Calcioscommesse, -2 al Napoli. Sei mesi a Cannavaro e Grava

Roma, 18 dic. (LaPresse) - La Commissione disciplinare della Figc ha inflitto 2 punti di penalizzazione al Napoli con 70mila euro di ammenda, 6 mesi di squalifica a Paolo Cannavaro e Gianluca Grava, 3 anni e 3 mesi a Matteo Gianello nell'ambito del processo al calcioscommesse per la presunta combine di Sampdoria-Napoli del maggio 2010.

Confermate quindi le indiscrezioni degli ultimi giorni che volevano una Commissione Disciplinare più dura rispetto al procuratore federale Stefano Palazzi che per il Napoli aveva chiesto 1 solo punti di penalizzazione piu' 100mila euro di ammenda (45mila euro per l'omessa denuncia di Cannavaro, altre 45mila euro per quella di Grava e 10mila euro per i contatti finalizzati alle scommesse di Gianello). Per quanto riguarda Cannavaro e Grava, Palazzi aveva chiesto per entrambi 9 mesi e in questo caso la Commissione Disciplinare ha applicato uno 'sconto' di 3 mesi.

Accolte, invece, le richiesta di Palazzi per quanto riguarda Gianello. Secondo il procuratore federale il Napoli doveva "rispondere di responsabilità oggettiva sia per l'illecito contestato a Matteo Gianello sia per l'omessa denuncia dei due destinatari della proposta, Paolo Cannavaro e Gianluca Grava".

L'ipotesi di una richiesta danni da parte del Napoli per la sentenza che ha tolto 2 punti e squalificato per 6 mesi i calciatori Grava e Cannavaro "non e' assolutamente da escludere e, anzi, credo che verra' proprio presa in considerazione". Lo ha detto l'avvocato Mattia Grassani, legale del Napoli, intervenuto ai microfoni di 'Tutti convocati' su Radio 24.

"Il Napoli ha subito danni patrimoniali, d'immagine e anche tecnico-sportivi e sono tutte ragioni di risarcimento che potranno essere prese in considerazione una volta esauriti i gradi di giustizia - ha aggiunto Grassani -. Per quanto accertato dalla commissione disciplinare non c'è alcuna responsabilità nè di culpa in vigilando nè di omesso controllo da parte della società che paga il comportamento di un ex-tesserato come Matteo Gianello, in scadenza di contratto, che nella stagione 2009-2010 non gioco' nemmeno un minuto". La sentenza della Commissione Disciplinare è stata accolta con "grande disappunto, disagio e protesta: e' una sentenza ingiusta e assolutamente inadeguata ai tempi rispetto all'istituto della responsabilita' oggettiva", conclude Grassani.

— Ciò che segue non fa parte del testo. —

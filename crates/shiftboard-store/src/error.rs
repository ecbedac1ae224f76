//! Error types for store bindings

/// Document store failures
#[derive(Debug, Clone, PartialEq, Eq, thiserror::Error)]
pub enum StoreError {
    /// Store unreachable or misconfigured
    #[error("store unavailable: {0}")]
    Unavailable(String),

    /// Persisted bytes could not be read as documents
    #[error("malformed store contents: {0}")]
    Malformed(String),

    /// Live subscription ended by the store
    #[error("subscription closed: {0}")]
    SubscriptionClosed(String),
}

impl StoreError {
    /// Create unavailable error
    #[inline]
    pub fn unavailable(reason: impl Into<String>) -> Self {
        Self::Unavailable(reason.into())
    }

    /// Whether re-issuing the same request could succeed
    #[inline]
    #[must_use]
    pub fn is_retryable(&self) -> bool {
        matches!(self, Self::Unavailable(_))
    }
}

impl From<std::io::Error> for StoreError {
    fn from(err: std::io::Error) -> Self {
        Self::Unavailable(err.to_string())
    }
}

impl From<serde_json::Error> for StoreError {
    fn from(err: serde_json::Error) -> Self {
        Self::Malformed(err.to_string())
    }
}

/// Local session slot failures
#[derive(Debug, thiserror::Error)]
pub enum SlotError {
    /// Underlying file access failed
    #[error("session slot I/O: {0}")]
    Io(#[from] std::io::Error),

    /// Stored grant could not be decoded
    #[error("session slot corrupt: {0}")]
    Corrupt(#[from] serde_json::Error),
}
//! Anonymous per-profile identity
//!
//! The identity only ties an access grant to "this profile". It proves
//! nothing to the shared store.

use parking_lot::RwLock;
use shiftboard_model::IdentityToken;
use std::path::{Path, PathBuf};
use uuid::Uuid;

/// Source of the live anonymous identity
pub trait IdentityProvider: Send + Sync {
    /// Current identity, `None` once it has been invalidated
    fn current(&self) -> Option<IdentityToken>;
}

/// Identity held in memory and switchable at runtime
#[derive(Debug, Default)]
pub struct StaticIdentity {
    token: RwLock<Option<IdentityToken>>,
}

impl StaticIdentity {
    /// Provider returning `token`
    #[must_use]
    pub fn new(token: IdentityToken) -> Self {
        Self {
            token: RwLock::new(Some(token)),
        }
    }

    /// Provider with no identity
    #[must_use]
    pub fn absent() -> Self {
        Self::default()
    }

    /// Provider with a freshly generated identity
    #[must_use]
    pub fn anonymous() -> Self {
        Self::new(IdentityToken(Uuid::new_v4().to_string()))
    }

    /// Drop the identity
    pub fn invalidate(&self) {
        *self.token.write() = None;
    }

    /// Replace the identity
    pub fn replace(&self, token: IdentityToken) {
        *self.token.write() = Some(token);
    }
}

impl IdentityProvider for StaticIdentity {
    fn current(&self) -> Option<IdentityToken> {
        self.token.read().clone()
    }
}

/// Identity persisted in a small text file, minted on first use
#[derive(Debug)]
pub struct FileIdentity {
    path: PathBuf,
    cached: RwLock<Option<IdentityToken>>,
}

impl FileIdentity {
    /// Load the identity at `path`, creating one if none exists
    ///
    /// # Errors
    /// If the file cannot be read or created.
    pub fn load_or_create(path: impl Into<PathBuf>) -> std::io::Result<Self> {
        let path = path.into();
        let token = match std::fs::read_to_string(&path) {
            Ok(contents) if !contents.trim().is_empty() => IdentityToken(contents.trim().to_string()),
            Ok(_) => Self::mint(&path)?,
            Err(err) if err.kind() == std::io::ErrorKind::NotFound => Self::mint(&path)?,
            Err(err) => return Err(err),
        };
        Ok(Self {
            path,
            cached: RwLock::new(Some(token)),
        })
    }

    /// Location on disk
    #[inline]
    #[must_use]
    pub fn path(&self) -> &Path {
        &self.path
    }

    /// Delete the identity file; grants bound to it become void
    ///
    /// # Errors
    /// If the file exists but cannot be removed.
    pub fn invalidate(&self) -> std::io::Result<()> {
        *self.cached.write() = None;
        match std::fs::remove_file(&self.path) {
            Err(err) if err.kind() != std::io::ErrorKind::NotFound => Err(err),
            _ => Ok(()),
        }
    }

    fn mint(path: &Path) -> std::io::Result<IdentityToken> {
        if let Some(parent) = path.parent() {
            if !parent.as_os_str().is_empty() {
                std::fs::create_dir_all(parent)?;
            }
        }
        let token = IdentityToken(Uuid::new_v4().to_string());
        std::fs::write(path, &token.0)?;
        tracing::info!(path = %path.display(), "minted anonymous identity");
        Ok(token)
    }
}

impl IdentityProvider for FileIdentity {
    fn current(&self) -> Option<IdentityToken> {
        self.cached.read().clone()
    }
}
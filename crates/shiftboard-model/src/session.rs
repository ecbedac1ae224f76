//! The local access grant
//!
//! A [`Session`] is created when the shared access code is accepted and then
//! lives in durable local storage. It is never written to the shared store.

use serde::{Deserialize, Serialize};
use std::fmt;

/// Anonymous per-browser identity the grant is bound to
#[derive(Debug, Clone, PartialEq, Eq, Hash, Serialize, Deserialize)]
#[serde(transparent)]
pub struct IdentityToken(pub String);

impl fmt::Display for IdentityToken {
    fn fmt(&self, f: &mut fmt::Formatter<'_>) -> fmt::Result {
        f.write_str(&self.0)
    }
}

impl From<&str> for IdentityToken {
    fn from(s: &str) -> Self {
        Self(s.to_string())
    }
}

/// Access grant plus the display identity used to sign comments and notes
#[derive(Debug, Clone, PartialEq, Eq, Serialize, Deserialize)]
#[serde(rename_all = "camelCase")]
pub struct Session {
    pub first_name: String,
    pub last_name: String,
    pub initials: String,
    pub has_access: bool,
    pub owner_id: IdentityToken,
}

impl Session {
    /// Grant access to a named user bound to `owner_id`
    #[must_use]
    pub fn granted(
        first_name: impl Into<String>,
        last_name: impl Into<String>,
        owner_id: IdentityToken,
    ) -> Self {
        let first_name = first_name.into().trim().to_string();
        let last_name = last_name.into().trim().to_string();
        let initials = initials_of(&first_name, &last_name);
        Self {
            first_name,
            last_name,
            initials,
            has_access: true,
            owner_id,
        }
    }

    /// Label stamped on comments and notes, e.g. `Ada Lovelace (AL)`
    #[must_use]
    pub fn author_label(&self) -> String {
        format!("{} {} ({})", self.first_name, self.last_name, self.initials)
    }

    /// Whether the grant belongs to `identity`
    #[inline]
    #[must_use]
    pub fn is_owned_by(&self, identity: &IdentityToken) -> bool {
        &self.owner_id == identity
    }
}

/// First letter of each name, uppercased
#[must_use]
pub fn initials_of(first_name: &str, last_name: &str) -> String {
    [first_name, last_name]
        .iter()
        .filter_map(|name| name.trim().chars().next())
        .flat_map(char::to_uppercase)
        .collect()
}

E non si è fatta attendere la presa di posizione della società. "Il Presidente Aurelio De Laurentiis, l'allenatore Walter Mazzarri e tutta la squadra sono sereni, certi che nessuna violazione possa essere addebitabile alla SSC Napoli spa", si legge in un comunicato ufficiale pubblicato sul sito del Napoli. "Pur non entrando nel merito dell'obsoleto e superato principio della responsabilita' oggettiva, e riservandosi ogni commento giuridico e ogni azione nelle opportune sedi - prosegue la nota - la SSC Napoli non condivide le decisioni della Commissione Disciplinare Nazionale, ritenendo, inoltre, che non si possano alterare irrimediabilmente i campionati in corso di svolgimento".

Per il club del presidente De Laurentiis "ogni eventuale decisione va presa prima che inizi un torneo o al termine dello stesso. Dalla stagione 2009/2010, di tempo ce n'e' stato per valutare e decidere. Siamo fiduciosi che nei due gradi successivi di giudizio si possa applicare una vera giustizia che si fondi sul diritto e sull'equita' e non sul giustizialismo. Benigni docet".